» About this exercise: Start at the first line of the material below and retype each line through the one containing "file of the", exactly.

» Data:
——————

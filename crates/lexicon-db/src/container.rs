//! Per-source keyed containers and the dual-key fan-out insert.
//!
//! A [`ContainerBuilder`] is owned by exactly one ingestion unit. Once every
//! file of the source has been inserted, [`ContainerBuilder::finish`] reclaims
//! spare capacity and yields a read-only [`Container`]. Because `finish`
//! consumes the builder, the reclamation pass runs once, after the last
//! insert.

use std::collections::HashMap;
use std::sync::Arc;

use lexicon_types::{FrequencyRecord, RankOrder, Record, Text};
use tracing::debug;

use crate::intern::Interner;
use crate::normalize::{normalize, normalized_key};

/// Container of shared records; fan-out stores the same `Arc` in each bucket.
pub type RecordContainer = Container<Arc<Record>>;

/// Mutable container used while a source is being ingested.
#[derive(Debug)]
pub struct ContainerBuilder<T> {
    buckets: HashMap<Text, Vec<T>>,
    entries: usize,
}

/// Frozen map from normalized key to an insertion-ordered bucket.
#[derive(Debug)]
pub struct Container<T> {
    buckets: HashMap<Text, Vec<T>>,
    entries: usize,
}

impl<T> Default for ContainerBuilder<T> {
    fn default() -> Self {
        Self {
            buckets: HashMap::new(),
            entries: 0,
        }
    }
}

impl<T> ContainerBuilder<T> {
    pub fn new() -> Self {
        Self::default()
    }

    /// Append `value` to the bucket for an already-normalized `key`.
    pub(crate) fn push(&mut self, key: Text, value: T) {
        self.buckets.entry(key).or_default().push(value);
        self.entries += 1;
    }

    /// Number of bucket slots written so far (a fanned-out value counts once
    /// per bucket).
    pub fn entries(&self) -> usize {
        self.entries
    }

    /// Reclaim over-allocated storage and freeze the container.
    pub fn finish(mut self) -> Container<T> {
        let before: usize = self.buckets.values().map(Vec::capacity).sum();
        for bucket in self.buckets.values_mut() {
            bucket.shrink_to_fit();
        }
        self.buckets.shrink_to_fit();
        debug!(
            keys = self.buckets.len(),
            entries = self.entries,
            reclaimed_slots = before.saturating_sub(self.entries),
            "container frozen"
        );
        Container {
            buckets: self.buckets,
            entries: self.entries,
        }
    }
}

impl ContainerBuilder<Arc<Record>> {
    /// Insert `record` under its spelling key and, when present and distinct,
    /// its reading key.
    ///
    /// Both keys are normalized first; if they coincide the record lands in
    /// one bucket exactly once.
    pub fn insert(
        &mut self,
        interner: &Interner,
        record: Arc<Record>,
        spelling: &str,
        reading: Option<&str>,
    ) {
        let spelling_key = normalized_key(interner, spelling);
        let reading_key = reading
            .filter(|r| !r.is_empty())
            .map(|r| normalized_key(interner, r));

        match reading_key {
            Some(reading_key) if reading_key != spelling_key => {
                self.push(spelling_key, Arc::clone(&record));
                self.push(reading_key, record);
            }
            _ => self.push(spelling_key, record),
        }
    }

    /// Insert `record` under every distinct normalized form of `surfaces`.
    ///
    /// Generalises [`insert`](Self::insert) to entries with several spellings
    /// and readings. Keys keep first-seen order and empty surfaces are ignored.
    pub fn insert_keys<'a, I>(&mut self, interner: &Interner, record: Arc<Record>, surfaces: I)
    where
        I: IntoIterator<Item = &'a str>,
    {
        let mut keys: Vec<Text> = Vec::new();
        for surface in surfaces {
            if surface.is_empty() {
                continue;
            }
            let key = normalized_key(interner, surface);
            if !keys.contains(&key) {
                keys.push(key);
            }
        }
        for key in keys {
            self.push(key, Arc::clone(&record));
        }
    }
}

impl ContainerBuilder<FrequencyRecord> {
    /// Frequency fan-out: the reading bucket receives `(spelling, rank)`, and
    /// the spelling bucket receives `(reading, rank)` when the spelling
    /// normalizes to a different key than the reading.
    pub fn insert_frequency(
        &mut self,
        interner: &Interner,
        reading: &str,
        spelling: &str,
        rank: i64,
    ) {
        let reading_key = normalized_key(interner, reading);
        let spelling_key = normalized_key(interner, spelling);

        self.push(
            Arc::clone(&reading_key),
            FrequencyRecord {
                token: interner.intern(spelling),
                rank,
            },
        );
        if spelling_key != reading_key {
            self.push(
                spelling_key,
                FrequencyRecord {
                    token: interner.intern(reading),
                    rank,
                },
            );
        }
    }
}

impl<T> Container<T> {
    /// An empty container, used for sources whose path does not exist.
    pub fn empty() -> Self {
        Self {
            buckets: HashMap::new(),
            entries: 0,
        }
    }

    /// Bucket for an already-normalized key, or an empty slice.
    pub fn get(&self, key: &str) -> &[T] {
        self.buckets.get(key).map(Vec::as_slice).unwrap_or(&[])
    }

    /// Normalize a caller-supplied surface form, then fetch its bucket.
    pub fn lookup(&self, surface: &str) -> &[T] {
        self.get(&normalize(surface))
    }

    pub fn contains_key(&self, key: &str) -> bool {
        self.buckets.contains_key(key)
    }

    /// Number of distinct keys.
    pub fn len(&self) -> usize {
        self.buckets.len()
    }

    pub fn is_empty(&self) -> bool {
        self.buckets.is_empty()
    }

    /// Total bucket slots across all keys.
    pub fn entries(&self) -> usize {
        self.entries
    }

    pub fn keys(&self) -> impl Iterator<Item = &str> + '_ {
        self.buckets.keys().map(|k| &**k)
    }

    pub fn iter(&self) -> impl Iterator<Item = (&str, &[T])> + '_ {
        self.buckets.iter().map(|(k, v)| (&**k, v.as_slice()))
    }
}

/// Frequency entries together with the list's rank polarity.
#[derive(Debug)]
pub struct FrequencyContainer {
    entries: Container<FrequencyRecord>,
    rank_order: RankOrder,
}

impl FrequencyContainer {
    pub fn new(entries: Container<FrequencyRecord>, rank_order: RankOrder) -> Self {
        Self {
            entries,
            rank_order,
        }
    }

    pub fn empty(rank_order: RankOrder) -> Self {
        Self::new(Container::empty(), rank_order)
    }

    pub fn rank_order(&self) -> RankOrder {
        self.rank_order
    }

    pub fn lookup(&self, surface: &str) -> &[FrequencyRecord] {
        self.entries.lookup(surface)
    }

    /// Most frequent record for `surface` under this list's polarity.
    pub fn best(&self, surface: &str) -> Option<&FrequencyRecord> {
        let order = self.rank_order;
        self.lookup(surface)
            .iter()
            .min_by(|a, b| order.compare(a.rank, b.rank))
    }

    pub fn container(&self) -> &Container<FrequencyRecord> {
        &self.entries
    }
}

#[cfg(test)]
mod tests {
    use super::*;
    use lexicon_types::PitchAccentEntry;

    fn pitch(spelling: &str, reading: Option<&str>) -> Arc<Record> {
        Arc::new(Record::PitchAccent(PitchAccentEntry {
            spelling: Arc::from(spelling),
            reading: reading.map(Arc::from),
            position: 1,
        }))
    }

    #[test]
    fn fans_out_to_spelling_and_reading() {
        let interner = Interner::new();
        let mut builder = ContainerBuilder::new();
        let record = pitch("猫", Some("ねこ"));
        builder.insert(&interner, Arc::clone(&record), "猫", Some("ねこ"));
        let container = builder.finish();

        assert_eq!(container.len(), 2);
        assert!(Arc::ptr_eq(&container.lookup("ねこ")[0], &record));
        assert!(Arc::ptr_eq(&container.lookup("猫")[0], &record));
        assert!(Arc::ptr_eq(&container.lookup("ネコ")[0], &record));
    }

    #[test]
    fn identical_normalized_keys_insert_once() {
        let interner = Interner::new();
        let mut builder = ContainerBuilder::new();
        builder.insert(&interner, pitch("ネコ", Some("ねこ")), "ネコ", Some("ねこ"));
        let container = builder.finish();

        assert_eq!(container.len(), 1);
        assert_eq!(container.get("ねこ").len(), 1);
        assert_eq!(container.entries(), 1);
        assert!(!container.contains_key("ネコ"));
    }

    #[test]
    fn empty_reading_is_ignored() {
        let interner = Interner::new();
        let mut builder = ContainerBuilder::new();
        builder.insert(&interner, pitch("猫", None), "猫", Some(""));
        let container = builder.finish();
        assert_eq!(container.len(), 1);
    }

    #[test]
    fn buckets_keep_insertion_order() {
        let interner = Interner::new();
        let mut builder = ContainerBuilder::new();
        let first = pitch("箸", Some("はし"));
        let second = pitch("橋", Some("はし"));
        builder.insert(&interner, Arc::clone(&first), "箸", Some("はし"));
        builder.insert(&interner, Arc::clone(&second), "橋", Some("はし"));
        let container = builder.finish();

        let bucket = container.get("はし");
        assert_eq!(bucket.len(), 2);
        assert!(Arc::ptr_eq(&bucket[0], &first));
        assert!(Arc::ptr_eq(&bucket[1], &second));
    }

    #[test]
    fn insert_keys_dedups_per_record() {
        let interner = Interner::new();
        let mut builder = ContainerBuilder::new();
        let record = pitch("猫", None);
        builder.insert_keys(&interner, record, ["猫", "ネコ", "ねこ", "", "猫"]);
        let container = builder.finish();
        assert_eq!(container.len(), 2);
        assert_eq!(container.get("ねこ").len(), 1);
        assert_eq!(container.get("猫").len(), 1);
    }

    #[test]
    fn frequency_reverse_mapping() {
        let interner = Interner::new();
        let mut builder = ContainerBuilder::new();
        builder.insert_frequency(&interner, "ねこ", "猫", 5);
        builder.insert_frequency(&interner, "ねこ", "ネコ", 9);
        let container = FrequencyContainer::new(builder.finish(), RankOrder::default());

        let by_reading = container.lookup("ねこ");
        assert_eq!(by_reading.len(), 2);
        assert_eq!(&*by_reading[0].token, "猫");
        assert_eq!(by_reading[0].rank, 5);
        assert_eq!(&*by_reading[1].token, "ネコ");

        let by_spelling = container.lookup("猫");
        assert_eq!(by_spelling.len(), 1);
        assert_eq!(&*by_spelling[0].token, "ねこ");
        assert_eq!(by_spelling[0].rank, 5);
    }

    #[test]
    fn best_respects_rank_order() {
        let interner = Interner::new();
        let mut builder = ContainerBuilder::new();
        builder.insert_frequency(&interner, "はし", "橋", 40);
        builder.insert_frequency(&interner, "はし", "箸", 12);

        let lower = FrequencyContainer::new(builder.finish(), RankOrder::LowerIsFrequent);
        assert_eq!(lower.best("はし").map(|r| r.rank), Some(12));

        let mut builder = ContainerBuilder::new();
        builder.insert_frequency(&interner, "はし", "橋", 40);
        builder.insert_frequency(&interner, "はし", "箸", 12);
        let higher = FrequencyContainer::new(builder.finish(), RankOrder::HigherIsFrequent);
        assert_eq!(higher.best("はし").map(|r| r.rank), Some(40));
    }
}
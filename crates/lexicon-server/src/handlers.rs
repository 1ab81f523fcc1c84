use std::sync::Arc;

use axum::extract::{Query, State};
use axum::http::StatusCode;
use axum::response::{IntoResponse, Response};
use axum::routing::{get, post};
use axum::{Json, Router};
use lexicon_db::{Engine, LoadOutcome, LoadReport, SourceKind, normalize};
use lexicon_types::{FrequencyRecord, Record};
use serde::{Deserialize, Serialize};
use thiserror::Error;

#[derive(Clone)]
pub struct AppState {
    pub engine: Arc<Engine>,
}

#[derive(Deserialize)]
pub struct LookupQuery {
    pub source: String,
    pub key: String,
}

#[derive(Deserialize)]
pub struct KeyQuery {
    pub key: String,
}

#[derive(Deserialize)]
pub struct SourceQuery {
    pub source: String,
}

#[derive(Serialize)]
pub struct SourceView {
    name: String,
    kind: SourceKind,
    active: bool,
    priority: i32,
    outcome: &'static str,
    #[serde(skip_serializing_if = "Option::is_none")]
    records: Option<usize>,
    #[serde(skip_serializing_if = "Option::is_none")]
    keys: Option<usize>,
    #[serde(skip_serializing_if = "Option::is_none")]
    skipped: Option<usize>,
    discarded: usize,
    files: usize,
    elapsed_ms: u128,
    #[serde(skip_serializing_if = "Option::is_none")]
    error: Option<String>,
}

#[derive(Serialize)]
pub struct LookupResponse {
    source: String,
    key: String,
    normalized: String,
    records: Vec<Arc<Record>>,
}

#[derive(Serialize)]
pub struct SourceHitsView {
    source: String,
    priority: i32,
    records: Vec<Arc<Record>>,
}

#[derive(Serialize)]
pub struct LookupAllResponse {
    key: String,
    normalized: String,
    sources: Vec<SourceHitsView>,
}

#[derive(Serialize)]
pub struct FrequencyResponse {
    source: String,
    key: String,
    normalized: String,
    best: Option<FrequencyRecord>,
    items: Vec<FrequencyRecord>,
}

#[derive(Serialize)]
struct ErrorResponse {
    error: String,
}

pub fn router(state: AppState) -> Router {
    Router::new()
        .route("/healthz", get(healthz))
        .route("/v1/sources", get(sources))
        .route("/v1/lookup", get(lookup))
        .route("/v1/lookup_all", get(lookup_all))
        .route("/v1/frequency", get(frequency))
        .route("/v1/reload", post(reload))
        .with_state(state)
}

async fn healthz() -> impl IntoResponse {
    "ok"
}

async fn sources(State(state): State<AppState>) -> Json<Vec<SourceView>> {
    let views = state
        .engine
        .reports()
        .into_iter()
        .map(|report| source_view(&state.engine, report))
        .collect();
    Json(views)
}

async fn lookup(
    State(state): State<AppState>,
    Query(params): Query<LookupQuery>,
) -> Result<Json<LookupResponse>, ApiError> {
    let key = required_key(&params.key)?;
    let kind = source_kind(&state.engine, &params.source)?;
    if kind.is_frequency() {
        return Err(ApiError::bad_request(format!(
            "source `{}` is a frequency list; use /v1/frequency",
            params.source
        )));
    }
    let records = state.engine.lookup(&params.source, key);
    Ok(Json(LookupResponse {
        source: params.source,
        key: key.to_string(),
        normalized: normalize(key).into_owned(),
        records,
    }))
}

async fn lookup_all(
    State(state): State<AppState>,
    Query(params): Query<KeyQuery>,
) -> Result<Json<LookupAllResponse>, ApiError> {
    let key = required_key(&params.key)?;
    let sources = state
        .engine
        .lookup_all(key)
        .into_iter()
        .map(|hits| SourceHitsView {
            source: hits.source,
            priority: hits.priority,
            records: hits.records,
        })
        .collect();
    Ok(Json(LookupAllResponse {
        key: key.to_string(),
        normalized: normalize(key).into_owned(),
        sources,
    }))
}

async fn frequency(
    State(state): State<AppState>,
    Query(params): Query<LookupQuery>,
) -> Result<Json<FrequencyResponse>, ApiError> {
    let key = required_key(&params.key)?;
    let kind = source_kind(&state.engine, &params.source)?;
    if !kind.is_frequency() {
        return Err(ApiError::bad_request(format!(
            "source `{}` is not a frequency list",
            params.source
        )));
    }
    let (best, items) = match state.engine.frequencies(&params.source) {
        Some(container) => (container.best(key).cloned(), container.lookup(key).to_vec()),
        None => (None, Vec::new()),
    };
    Ok(Json(FrequencyResponse {
        source: params.source,
        key: key.to_string(),
        normalized: normalize(key).into_owned(),
        best,
        items,
    }))
}

async fn reload(
    State(state): State<AppState>,
    Query(params): Query<SourceQuery>,
) -> Result<Json<SourceView>, ApiError> {
    let report = state
        .engine
        .reload_source(&params.source)
        .await
        .ok_or_else(|| ApiError::not_found(format!("unknown source `{}`", params.source)))?;
    Ok(Json(source_view(&state.engine, report)))
}

fn required_key(raw: &str) -> Result<&str, ApiError> {
    let key = raw.trim();
    if key.is_empty() {
        return Err(ApiError::bad_request("key is required"));
    }
    Ok(key)
}

fn source_kind(engine: &Engine, name: &str) -> Result<SourceKind, ApiError> {
    engine
        .descriptor(name)
        .map(|d| d.kind)
        .ok_or_else(|| ApiError::not_found(format!("unknown source `{name}`")))
}

fn source_view(engine: &Engine, report: LoadReport) -> SourceView {
    let descriptor = engine.descriptor(&report.source);
    let (records, keys, skipped, error) = match &report.outcome {
        LoadOutcome::Loaded { records, keys } => (Some(*records), Some(*keys), None, None),
        LoadOutcome::Partial {
            records,
            keys,
            skipped,
        } => (Some(*records), Some(*keys), Some(*skipped), None),
        LoadOutcome::Failed { error, records } => {
            (Some(*records), None, None, Some(error.to_string()))
        }
        LoadOutcome::NotFound | LoadOutcome::Inactive | LoadOutcome::Superseded => {
            (None, None, None, None)
        }
    };
    SourceView {
        active: descriptor.as_ref().is_some_and(|d| d.active),
        priority: descriptor.as_ref().map_or(0, |d| d.priority),
        name: report.source,
        kind: report.kind,
        outcome: report.outcome.label(),
        records,
        keys,
        skipped,
        discarded: report.discarded,
        files: report.files,
        elapsed_ms: report.elapsed.as_millis(),
        error,
    }
}

#[derive(Debug, Error)]
pub enum ApiError {
    #[error("{0}")]
    BadRequest(String),
    #[error("{0}")]
    NotFound(String),
}

impl ApiError {
    fn bad_request<T: Into<String>>(msg: T) -> Self {
        ApiError::BadRequest(msg.into())
    }

    fn not_found<T: Into<String>>(msg: T) -> Self {
        ApiError::NotFound(msg.into())
    }
}

impl IntoResponse for ApiError {
    fn into_response(self) -> Response {
        let status = match self {
            ApiError::BadRequest(_) => StatusCode::BAD_REQUEST,
            ApiError::NotFound(_) => StatusCode::NOT_FOUND,
        };
        let body = Json(ErrorResponse {
            error: self.to_string(),
        });
        (status, body).into_response()
    }
}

——————

» Task solution:
filename crates/lexicon-db/src/container.rs
//! Per-source keyed containers and the dual-key fan-out insert.
//!
//! A [`ContainerBuilder`] is owned by exactly one ingestion unit. Once every
//! file of the source has been inserted, [`ContainerBuilder::finish`] reclaims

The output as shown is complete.